San Francisco Chronicle: SEC questions oil giants' reserves - ChevronTexaco, ExxonMobil queried in wake of Royal Dutch/Shell admission
Verne Kopytoff, Chronicle Staff Writer
Saturday, April 10, 2004
Federal regulators have asked ChevronTexaco and its chief U.S. rival, ExxonMobil, about how they book oil reserves,broadening an inquiry into the energy industry after Royal Dutch/Shell admitted overstating its reserves earlier this year.
The questions, submitted by the Securities and Exchange Commission, come after Royal Dutch/Shell's disclosure on Jan. 9 that it overstated its proved oil reserves by 20 percent. Investors and analysts immediately began worrying about whether other companies made similar mistakes.
ChevronTexaco, based in San Ramon, acknowledges being contacted by the Securities and Exchange Commission about its reserve estimates sometime after Royal Dutch/Shell's problems became public. But ChevronTexaco declined to offer any more details about when it was contacted, whether there have been any follow-up questions or what information the SEC was seeking.
"Yes, ChevronTexaco has been contacted by the SEC, and we understand others in the industry have been contacted as well," Stan Luckoski, a ChevronTexaco spokesman, said in an e-mail. "We are cooperating with the SEC."
Lauren Kerr, a spokeswoman for ExxonMobil, based in Irving, Texas, said the SEC sent her company a comment letter earlier this year that included questions about oil reserves related to the company's 2002 annual report.
Proved oil reserves are an important yardstick used to measure a company's future financial health. They're an estimate of how much oil and natural gas a firm believes it can recover from known reservoirs using existing technology under current economic conditions.
If the total declines over several years, analysts invariably begin raising questions about a company's exploration strategy. Lower reserves could ultimately lead to big drops in production.
As of the end of 2003, ChevronTexaco and its affiliates reported 8.6 billion barrels of proved oil reserves. Proved natural-gas reserves were listed at 20.2 billion cubic feet.
Ever since the reserve problems at Royal Dutch/Shell emerged, ChevronTexaco executives have maintained that their reserve estimates are correct. They've insisted that their company has a "rigorous review process" and will not change the way its worldwide reserves are categorized.
One of the projects for which Royal Dutch/Shell cut reserves was a joint venture with ChevronTexaco in Australia. Royal Dutch/Shell had counted the natural-gas project, known as Gorgon, as a major source of proved reserves even though it hasn't received final approval for development from the Australian government.
ChevronTexaco said it never included the project in its proved reserve estimates.

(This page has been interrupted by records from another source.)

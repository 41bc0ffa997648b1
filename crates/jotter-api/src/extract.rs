//! Request extractors whose rejections use the API's JSON error shape.

use axum::extract::rejection::JsonRejection;
use axum::extract::{FromRequest, FromRequestParts, Path, Request};
use axum::http::request::Parts;
use axum::Json;
use jotter_core::NoteId;

use crate::error::AppError;

/// `Json<T>` that rejects with a 400 `{error}` body.
#[derive(Debug)]
pub struct ApiJson<T>(pub T);

impl<S, T> FromRequest<S> for ApiJson<T>
where
    Json<T>: FromRequest<S, Rejection = JsonRejection>,
    S: Send + Sync,
{
    type Rejection = AppError;

    async fn from_request(request: Request, state: &S) -> Result<Self, Self::Rejection> {
        match Json::<T>::from_request(request, state).await {
            Ok(Json(value)) => Ok(Self(value)),
            Err(rejection) => {
                tracing::debug!("Rejected request body: {rejection}");
                Err(AppError::bad_request(json_rejection_message(&rejection)))
            }
        }
    }
}

fn json_rejection_message(rejection: &JsonRejection) -> &'static str {
    match rejection {
        JsonRejection::MissingJsonContentType(_) => "Expected a JSON request body",
        JsonRejection::JsonSyntaxError(_) => "Request body is not valid JSON",
        JsonRejection::JsonDataError(_) => "Request body has invalid fields",
        _ => "Invalid request body",
    }
}

/// The `{id}` path segment of a note route.
///
/// Ids that are not integers cannot name a note, so they answer 404.
#[derive(Debug, Clone, Copy)]
pub struct NoteIdPath(pub NoteId);

impl<S> FromRequestParts<S> for NoteIdPath
where
    S: Send + Sync,
{
    type Rejection = AppError;

    async fn from_request_parts(parts: &mut Parts, state: &S) -> Result<Self, Self::Rejection> {
        let Path(raw) = Path::<String>::from_request_parts(parts, state)
            .await
            .map_err(|_| AppError::not_found("Note not found"))?;
        raw.parse::<NoteId>()
            .map(Self)
            .map_err(|_| AppError::not_found("Note not found"))
    }
}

Another of Royal Dutch/Shell's major overstatements was in Nigeria, the oil-rich West African nation. ChevronTexaco also has significant operations there.
Fadel Gheit, an analyst for Oppenheimer & Co., said he believes that virtually all oil companies operating in Nigeria are under pressure from its government to exaggerate reserves, which the Organization of Petroleum Exporting Countries uses to help set production quotas. The more proved reserves a nation says it has, the higher its quota.

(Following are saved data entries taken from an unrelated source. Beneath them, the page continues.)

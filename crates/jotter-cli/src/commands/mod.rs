pub mod add;
pub mod auth_cmd;
pub mod common;
pub mod delete;
pub mod edit;
pub mod list;
pub mod live;
pub mod show;
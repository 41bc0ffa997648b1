use crate::commands::common::{authenticated_client, client_error, parse_note_id};
use crate::error::CliError;

pub async fn run_delete(api_url: &str, id: &str) -> Result<(), CliError> {
    let id = parse_note_id(id)?;
    let (client, _) = authenticated_client(api_url)?;

    match client.delete_note(id).await {
        Ok(message) => {
            tracing::debug!("{message}");
            println!("{id}");
            Ok(())
        }
        Err(error) if error.is_not_found() => {
            println!("Note {id} was already deleted");
            Ok(())
        }
        Err(error) => Err(client_error(error)),
    }
}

"It is in an OPEC country's best interest to put pressure on the operators to motivate them to book more reserves," Gheit said.
Gheit, who owns some ChevronTexaco shares, said he wouldn't be surprised if other companies besides Royal Dutch/Shell restate their proved worldwide reserve estimates. He cited El Paso Corp., the natural-gas company in Houston, which cut its reserves by 35 percent in February.
"I don't think Shell is the only company," Gheit said. "You saw what El Paso did, and there may be some others."
Royal Dutch/Shell's initial cut in reserves in February, followed by another, smaller reduction in March, was a big shock to Wall Street. Sir Philip Watts, the company's chairman, and Walter van de Vijver, chief executive of exploration and production, both resigned.
ChevronTexaco and other oil companies were initially contacted by the SEC about reserves in 2002. At that time, the questions were highly technical and focused exclusively on deepwater fields in the Gulf of Mexico, according to ChevronTexaco.
"The SEC originally thought they would smoke out some of the small companies," analyst Gheit said. "But they caught a whale. Then they said, 'Let's go and put more pressure on and see who else is going to squeal.' "
Gheit said that soon after the inquiry began, companies become more careful about how they estimate reserves. Most are taking the approach of "if in doubt, leave it out," he said.
To help end the uncertainty about proved reserves, analysts have asked the SEC to issue new rules to give oil companies more guidance about how to make their estimates. An SEC spokesman declined to comment about any new rules.